Big Gulps with Gulp

Being a small shop, our team doesn’t have a lot of overlap in job function, so knowing how you’re doing honing your craft can be a challenge as there’s not a ton to compare your work too. Over the last few years, I’ve been encouraged that I have become a solid developer by my boss, but I didn’t always believe it - partly because I don’t have a ton of context to compare myself in.

However, in the last year I was asked to join a project team and begin to own a whole new development process for our organization’s website using NodeJS and Gulp. Moving away from a purely .NET framework to a Node enviroment has allowed me to not only learn a lot about a variety of new tools, but I also discovered what others had already been seeing, that I can hold my own.

We began our project by partnering with Sparkbox and Dan Mall for the initial site build. They delivered a gulp-build process that used Swig to create pages based on content types. When I did my first pull, it was a bit overwhelming to try to dig into the whole process, and all the tasks involved. However, after some studying of the code, it all started to make sense.

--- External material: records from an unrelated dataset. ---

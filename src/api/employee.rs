use crate::{error::ApiError, model::employee::Employee};
use actix_web::{HttpResponse, web};
use serde::{Deserialize, Serialize};
use serde_json::json;
use sqlx::SqlitePool;
use tracing::{error, info};
use utoipa::ToSchema;

#[derive(Deserialize, Serialize, ToSchema)]
pub struct CreateEmployee {
    #[schema(example = "EMP-001", value_type = String)]
    pub employee_id: String,
    #[schema(example = "John Doe", value_type = String)]
    pub name: String,
    #[schema(example = "john.doe@company.com", format = "email", value_type = String)]
    pub email: String,
    #[schema(example = "Engineering", value_type = String)]
    pub department: String,
}

/// List Employees
#[utoipa::path(
    get,
    path = "/api/employees",
    responses(
        (status = 200, description = "All employees, newest first", body = [Employee])
    ),
    tag = "Employee"
)]
pub async fn list_employees(pool: web::Data<SqlitePool>) -> Result<HttpResponse, ApiError> {
    let employees = sqlx::query_as::<_, Employee>(
        r#"
        SELECT id, name, email, department, created_at
        FROM employees
        ORDER BY created_at DESC
        "#,
    )
    .fetch_all(pool.get_ref())
    .await?;

    Ok(HttpResponse::Ok().json(employees))
}

/// Create Employee
#[utoipa::path(
    post,
    path = "/api/employees",
    request_body = CreateEmployee,
    responses(
        (status = 201, description = "Employee created successfully", body = Object, example = json!({
            "message": "Employee added successfully"
        })),
        (status = 400, description = "Missing required fields"),
        (status = 409, description = "Duplicate employee id or email", body = Object, example = json!({
            "error": "Employee ID or Email already exists"
        })),
        (status = 500, description = "Internal server error")
    ),
    tag = "Employee"
)]
pub async fn create_employee(
    pool: web::Data<SqlitePool>,
    payload: web::Json<CreateEmployee>,
) -> Result<HttpResponse, ApiError> {
    let result = sqlx::query(
        r#"
        INSERT INTO employees (id, name, email, department)
        VALUES (?, ?, ?, ?)
        "#,
    )
    .bind(&payload.employee_id)
    .bind(&payload.name)
    .bind(&payload.email)
    .bind(&payload.department)
    .execute(pool.get_ref())
    .await;

    match result {
        Ok(_) => {
            info!(employee_id = %payload.employee_id, "Employee created");
            Ok(HttpResponse::Created().json(json!({
                "message": "Employee added successfully"
            })))
        }

        Err(sqlx::Error::Database(db_err)) if db_err.is_unique_violation() => Err(
            ApiError::Conflict("Employee ID or Email already exists".into()),
        ),

        Err(e) => {
            error!(error = %e, "Failed to create employee");
            Err(ApiError::Database(e))
        }
    }
}

/// Get Employee by ID
#[utoipa::path(
    get,
    path = "/api/employees/{id}",
    params(
        ("id" = String, Path, description = "Employee code")
    ),
    responses(
        (status = 200, description = "Employee found", body = Employee),
        (status = 404, description = "Employee not found", body = Object, example = json!({
            "error": "Employee not found"
        }))
    ),
    tag = "Employee"
)]
pub async fn get_employee(
    pool: web::Data<SqlitePool>,
    path: web::Path<String>,
) -> Result<HttpResponse, ApiError> {
    let id = path.into_inner();

    let employee = sqlx::query_as::<_, Employee>(
        r#"
        SELECT id, name, email, department, created_at
        FROM employees
        WHERE id = ?
        "#,
    )
    .bind(&id)
    .fetch_optional(pool.get_ref())
    .await?;

    match employee {
        Some(emp) => Ok(HttpResponse::Ok().json(emp)),
        None => Err(ApiError::NotFound("Employee not found".into())),
    }
}

/// Delete Employee
#[utoipa::path(
    delete,
    path = "/api/employees/{id}",
    params(
        ("id" = String, Path, description = "Employee code")
    ),
    responses(
        (status = 200, description = "Successfully deleted", body = Object, example = json!({
            "message": "Employee deleted successfully"
        })),
        (status = 404, description = "Employee not found")
    ),
    tag = "Employee"
)]
pub async fn delete_employee(
    pool: web::Data<SqlitePool>,
    path: web::Path<String>,
) -> Result<HttpResponse, ApiError> {
    let id = path.into_inner();

    // Attendance rows go with the employee (ON DELETE CASCADE)
    let result = sqlx::query("DELETE FROM employees WHERE id = ?")
        .bind(&id)
        .execute(pool.get_ref())
        .await?;

    if result.rows_affected() == 0 {
        return Err(ApiError::NotFound("Employee not found".into()));
    }

    info!(employee_id = %id, "Employee deleted");

    Ok(HttpResponse::Ok().json(json!({
        "message": "Employee deleted successfully"
    })))
}
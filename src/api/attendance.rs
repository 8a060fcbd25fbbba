use crate::error::ApiError;
use crate::model::attendance::{Attendance, AttendanceStatus};
use actix_web::{HttpResponse, web};
use chrono::NaiveDate;
use serde::{Deserialize, Serialize};
use serde_json::json;
use sqlx::SqlitePool;
use tracing::info;
use utoipa::{IntoParams, ToSchema};

#[derive(Deserialize, Serialize, ToSchema)]
pub struct MarkAttendance {
    #[schema(example = "EMP-001", value_type = String)]
    pub employee_id: String,
    #[schema(example = "2024-01-01", value_type = String, format = "date")]
    pub date: NaiveDate,
    #[schema(example = "Present")]
    pub status: AttendanceStatus,
}

#[derive(Debug, Deserialize, IntoParams)]
pub struct AttendanceQuery {
    /// Substring filter on employee name or employee id
    pub search: Option<String>,
}

#[derive(Serialize, Deserialize, sqlx::FromRow, ToSchema)]
pub struct AttendanceWithName {
    pub id: i64,
    #[schema(example = "EMP-001")]
    pub employee_id: String,
    #[schema(example = "2024-01-01", value_type = String, format = "date")]
    pub date: NaiveDate,
    pub status: AttendanceStatus,
    #[schema(example = "John Doe")]
    pub employee_name: String,
}

/// Mark attendance for one employee and day
#[utoipa::path(
    post,
    path = "/api/attendance",
    request_body = MarkAttendance,
    responses(
        (status = 201, description = "Attendance marked successfully", body = Object, example = json!({
            "message": "Attendance marked successfully"
        })),
        (status = 400, description = "Missing fields or invalid status"),
        (status = 404, description = "Employee not found", body = Object, example = json!({
            "error": "Employee not found"
        })),
        (status = 500, description = "Internal server error")
    ),
    tag = "Attendance"
)]
pub async fn mark_attendance(
    pool: web::Data<SqlitePool>,
    payload: web::Json<MarkAttendance>,
) -> Result<HttpResponse, ApiError> {
    let exists = sqlx::query_scalar::<_, String>("SELECT id FROM employees WHERE id = ?")
        .bind(&payload.employee_id)
        .fetch_optional(pool.get_ref())
        .await?;

    if exists.is_none() {
        return Err(ApiError::NotFound("Employee not found".into()));
    }

    // One row per (employee_id, date); re-marking a day replaces its status
    sqlx::query(
        r#"
        INSERT INTO attendance (employee_id, date, status)
        VALUES (?, ?, ?)
        ON CONFLICT (employee_id, date) DO UPDATE SET status = excluded.status
        "#,
    )
    .bind(&payload.employee_id)
    .bind(payload.date)
    .bind(payload.status)
    .execute(pool.get_ref())
    .await?;

    info!(employee_id = %payload.employee_id, status = %payload.status, "Attendance marked");

    Ok(HttpResponse::Created().json(json!({
        "message": "Attendance marked successfully"
    })))
}

/// Attendance history for one employee
#[utoipa::path(
    get,
    path = "/api/attendance/{employee_id}",
    params(
        ("employee_id" = String, Path, description = "Employee code")
    ),
    responses(
        (status = 200, description = "Attendance rows, newest date first", body = [Attendance])
    ),
    tag = "Attendance"
)]
pub async fn employee_attendance(
    pool: web::Data<SqlitePool>,
    path: web::Path<String>,
) -> Result<HttpResponse, ApiError> {
    let employee_id = path.into_inner();

    let records = sqlx::query_as::<_, Attendance>(
        r#"
        SELECT id, employee_id, date, status
        FROM attendance
        WHERE employee_id = ?
        ORDER BY date DESC
        "#,
    )
    .bind(&employee_id)
    .fetch_all(pool.get_ref())
    .await?;

    Ok(HttpResponse::Ok().json(records))
}

/// All attendance, joined with employee names
#[utoipa::path(
    get,
    path = "/api/attendance",
    params(AttendanceQuery),
    responses(
        (status = 200, description = "Attendance rows, newest date first", body = [AttendanceWithName])
    ),
    tag = "Attendance"
)]
pub async fn list_attendance(
    pool: web::Data<SqlitePool>,
    query: web::Query<AttendanceQuery>,
) -> Result<HttpResponse, ApiError> {
    let search = query
        .search
        .as_deref()
        .map(str::trim)
        .filter(|s| !s.is_empty());

    let mut sql = String::from(
        r#"
        SELECT a.id, a.employee_id, a.date, a.status, e.name AS employee_name
        FROM attendance a
        JOIN employees e ON a.employee_id = e.id
        "#,
    );

    if search.is_some() {
        // instr() keeps the match case-sensitive; sqlite LIKE would fold ASCII case
        sql.push_str(" WHERE instr(e.name, ?) > 0 OR instr(a.employee_id, ?) > 0");
    }
    sql.push_str(" ORDER BY a.date DESC");

    let mut q = sqlx::query_as::<_, AttendanceWithName>(&sql);
    if let Some(term) = search {
        q = q.bind(term.to_owned()).bind(term.to_owned());
    }

    let records = q.fetch_all(pool.get_ref()).await?;

    Ok(HttpResponse::Ok().json(records))
}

From there, we’ve taken a very static process (lots of pasting slugs on various pages) and I’ve built a Gulp-based CMS. New content is built based on date, and updates the necessary pages across the sites automatically on time of the build. There’s a number of things I have been able to contribute to the project to move the site foward as a result of learning Node/Gulp.

It’s been rewarding to see not only the project succeed, but to dive in and find success in a new dev enviroment. Node and Gulp weren’t as big of jump from C#/.NET as other languages might have been, but I found it natural to learn, improve, and build upon a new code-system with little experience and knowledge, and then apply it from scratch on new projects.

Node/Gulp is a new tool in belt as a developer, and one that I will look to use regularly in the future.